START DATA TO EXAMINE

pub mod coordinate_mapper;
pub mod detection;
pub mod jog;
pub mod nms;
pub mod path_planner;
pub mod stage_controller;
pub mod stage_protocol;
pub mod tiling;
pub mod transport;
pub mod traversal;
// THEORY:
// `RigSession` is the explicit context object for one physical rig. It owns the
// stage worker, the current calibration, the detection pipeline and the last
// planned path, and it is the only place these pieces meet. Callers (a UI, the
// command-line runner) hold a session instead of reaching into process globals.
//
// The session is also where the "refuse to start" rules live: a traversal needs a
// valid calibration and a non-empty path, and neither condition is allowed to
// reach the stage.

use image::RgbImage;

use crate::config::RigConfig;
use crate::core_modules::coordinate_mapper::{AffineTransform, Point2, compute_transform};
use crate::core_modules::detection::{DetectionBox, TileTensor};
use crate::core_modules::jog::{Jog, JogSpeed};
use crate::core_modules::stage_controller::{MoveOutcome, StageController, StageHandle};
use crate::core_modules::stage_protocol::Position;
use crate::core_modules::transport::Transport;
use crate::core_modules::traversal::{TraversalController, TraversalEvent, TraversalHandle};
use crate::error::{CalibrationError, RigError, TraversalError};
use crate::pipeline::{InferenceEngine, TiledDetectionPipeline};
use tokio::sync::broadcast;

pub struct RigSession {
    config: RigConfig,
    stage: StageController,
    traversal: TraversalController,
    pipeline: TiledDetectionPipeline,
    transform: Option<AffineTransform>,
    path: Vec<DetectionBox>,
}

impl RigSession {
    /// Validates `config`, starts the stage worker on `transport` and solves the
    /// configured calibration. A bad calibration does not fail construction; it
    /// leaves the session uncalibrated.
    pub fn new<T: Transport>(config: RigConfig, transport: T) -> Result<Self, RigError> {
        config.validate()?;
        let stage = StageController::spawn(transport, config.stage.clone())?;
        let traversal = TraversalController::new(stage.handle(), config.traversal.clone());
        let pipeline = TiledDetectionPipeline::new(config.detection.clone());

        let transform = match config.calibration.transform() {
            Ok(t) => Some(t),
            Err(e) => {
                tracing::warn!("session starts uncalibrated: {e}");
                None
            }
        };

        Ok(Self {
            config,
            stage,
            traversal,
            pipeline,
            transform,
            path: Vec::new(),
        })
    }

    pub fn config(&self) -> &RigConfig {
        &self.config
    }

    pub fn pipeline(&self) -> &TiledDetectionPipeline {
        &self.pipeline
    }

    pub fn stage(&self) -> StageHandle {
        self.stage.handle()
    }

    pub fn current_position(&self) -> Position {
        self.stage.current_position()
    }

    pub fn transform(&self) -> Option<&AffineTransform> {
        self.transform.as_ref()
    }

    /// Replaces the calibration. On failure the session becomes uncalibrated.
    pub fn calibrate(
        &mut self,
        image: &[Point2],
        world: &[Point2],
    ) -> Result<AffineTransform, CalibrationError> {
        let result = compute_transform(image, world);
        self.transform = result.as_ref().ok().copied();
        result
    }

    /// The last planned path, in visit order.
    pub fn path(&self) -> &[DetectionBox] {
        &self.path
    }

    /// Plans from recorded per-tile tensors of an image of the given size.
    pub fn plan_from_tensors(
        &mut self,
        tensors: &[TileTensor],
        image_width: u32,
        image_height: u32,
    ) -> Result<&[DetectionBox], RigError> {
        self.path = self.pipeline.postprocess(tensors, image_width, image_height)?;
        Ok(&self.path)
    }

    /// Plans by running `engine` on a live frame.
    pub fn plan_from_image<E: InferenceEngine + ?Sized>(
        &mut self,
        image: &RgbImage,
        engine: &mut E,
    ) -> Result<&[DetectionBox], RigError> {
        self.path = self.pipeline.detect(image, engine)?;
        Ok(&self.path)
    }

    /// Real-world waypoints for the current path.
    pub fn waypoints(&self) -> Result<Vec<Point2>, CalibrationError> {
        let transform = self.transform.as_ref().ok_or(CalibrationError::Missing)?;
        Ok(transform.map_path(&self.path))
    }

    pub fn subscribe_traversal(&self) -> broadcast::Receiver<TraversalEvent> {
        self.traversal.subscribe()
    }

    /// Starts walking the current path. Must be called within a Tokio runtime.
    pub fn start_traversal(&self) -> Result<TraversalHandle, RigError> {
        let Some(transform) = self.transform.as_ref() else {
            tracing::warn!("traversal refused: no calibration");
            return Err(TraversalError::Calibration(CalibrationError::Missing).into());
        };
        Ok(self.traversal.start(&self.path, transform)?)
    }

    pub fn jog(&self, jog: Jog, step: f64, speed: JogSpeed) -> Result<(), RigError> {
        Ok(self.stage.handle().jog(jog, step, speed)?)
    }

    pub async fn go_to(&self, target: Position) -> Result<MoveOutcome, RigError> {
        Ok(self.stage.handle().go_to(target).await?)
    }

    /// Stops the stage worker. Moves still queued are discarded.
    pub fn shutdown(&mut self) {
        self.stage.shutdown();
    }
}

END DATA TO EXAMINE

WHAT THE TASK REQUIRES —
Restate each line of the records above without any deviation.

SOLUTION TO THIS EXERCISE —
pub mod coordinate_mapper;
pub mod detection;
pub mod jog;
pub mod nms;
pub mod path_planner;
pub mod stage_controller;
pub mod stage_protocol;
pub mod tiling;
pub mod transport;
pub mod traversal;
// THEORY:
// `RigSession` is the explicit context object for one physical rig. It owns the
// stage worker, the current calibration, the detection pipeline and the last
// planned path, and it is the only place these pieces meet. Callers (a UI, the
// command-line runner) hold a session instead of reaching into process globals.
//
// The session is also where the "refuse to start" rules live: a traversal needs a
// valid calibration and a non-empty path, and neither condition is allowed to
// reach the stage.

use image::RgbImage;

use crate::config::RigConfig;
use crate::core_modules::coordinate_mapper::{AffineTransform, Point2, compute_transform};
use crate::core_modules::detection::{DetectionBox, TileTensor};
use crate::core_modules::jog::{Jog, JogSpeed};
use crate::core_modules::stage_controller::{MoveOutcome, StageController, StageHandle};
use crate::core_modules::stage_protocol::Position;
use crate::core_modules::transport::Transport;
use crate::core_modules::traversal::{TraversalController, TraversalEvent, TraversalHandle};
use crate::error::{CalibrationError, RigError, TraversalError};
use crate::pipeline::{InferenceEngine, TiledDetectionPipeline};
use tokio::sync::broadcast;

pub struct RigSession {
    config: RigConfig,
    stage: StageController,
    traversal: TraversalController,
    pipeline: TiledDetectionPipeline,
    transform: Option<AffineTransform>,
    path: Vec<DetectionBox>,
}

impl RigSession {
    /// Validates `config`, starts the stage worker on `transport` and solves the
    /// configured calibration. A bad calibration does not fail construction; it
    /// leaves the session uncalibrated.
    pub fn new<T: Transport>(config: RigConfig, transport: T) -> Result<Self, RigError> {
        config.validate()?;
        let stage = StageController::spawn(transport, config.stage.clone())?;
        let traversal = TraversalController::new(stage.handle(), config.traversal.clone());
        let pipeline = TiledDetectionPipeline::new(config.detection.clone());

        let transform = match config.calibration.transform() {
            Ok(t) => Some(t),
            Err(e) => {
                tracing::warn!("session starts uncalibrated: {e}");
                None
            }
        };

        Ok(Self {
            config,
            stage,
            traversal,
            pipeline,
            transform,
            path: Vec::new(),
        })
    }

    pub fn config(&self) -> &RigConfig {
        &self.config
    }

    pub fn pipeline(&self) -> &TiledDetectionPipeline {
        &self.pipeline
    }

    pub fn stage(&self) -> StageHandle {
        self.stage.handle()
    }

    pub fn current_position(&self) -> Position {
        self.stage.current_position()
    }

    pub fn transform(&self) -> Option<&AffineTransform> {
        self.transform.as_ref()
    }

    /// Replaces the calibration. On failure the session becomes uncalibrated.
    pub fn calibrate(
        &mut self,
        image: &[Point2],
        world: &[Point2],
    ) -> Result<AffineTransform, CalibrationError> {
        let result = compute_transform(image, world);
        self.transform = result.as_ref().ok().copied();
        result
    }

    /// The last planned path, in visit order.
    pub fn path(&self) -> &[DetectionBox] {
        &self.path
    }

    /// Plans from recorded per-tile tensors of an image of the given size.
    pub fn plan_from_tensors(
        &mut self,
        tensors: &[TileTensor],
        image_width: u32,
        image_height: u32,
    ) -> Result<&[DetectionBox], RigError> {
        self.path = self.pipeline.postprocess(tensors, image_width, image_height)?;
        Ok(&self.path)
    }

    /// Plans by running `engine` on a live frame.
    pub fn plan_from_image<E: InferenceEngine + ?Sized>(
        &mut self,
        image: &RgbImage,
        engine: &mut E,
    ) -> Result<&[DetectionBox], RigError> {
        self.path = self.pipeline.detect(image, engine)?;
        Ok(&self.path)
    }

    /// Real-world waypoints for the current path.
    pub fn waypoints(&self) -> Result<Vec<Point2>, CalibrationError> {
        let transform = self.transform.as_ref().ok_or(CalibrationError::Missing)?;
        Ok(transform.map_path(&self.path))
    }

    pub fn subscribe_traversal(&self) -> broadcast::Receiver<TraversalEvent> {
        self.traversal.subscribe()
    }

    /// Starts walking the current path. Must be called within a Tokio runtime.
    pub fn start_traversal(&self) -> Result<TraversalHandle, RigError> {
        let Some(transform) = self.transform.as_ref() else {
            tracing::warn!("traversal refused: no calibration");
            return Err(TraversalError::Calibration(CalibrationError::Missing).into());
        };
        Ok(self.traversal.start(&self.path, transform)?)
    }

    pub fn jog(&self, jog: Jog, step: f64, speed: JogSpeed) -> Result<(), RigError> {
        Ok(self.stage.handle().jog(jog, step, speed)?)
    }

    pub async fn go_to(&self, target: Position) -> Result<MoveOutcome, RigError> {
        Ok(self.stage.handle().go_to(target).await?)
    }

    /// Stops the stage worker. Moves still queued are discarded.
    pub fn shutdown(&mut self) {
        self.stage.shutdown();
    }
}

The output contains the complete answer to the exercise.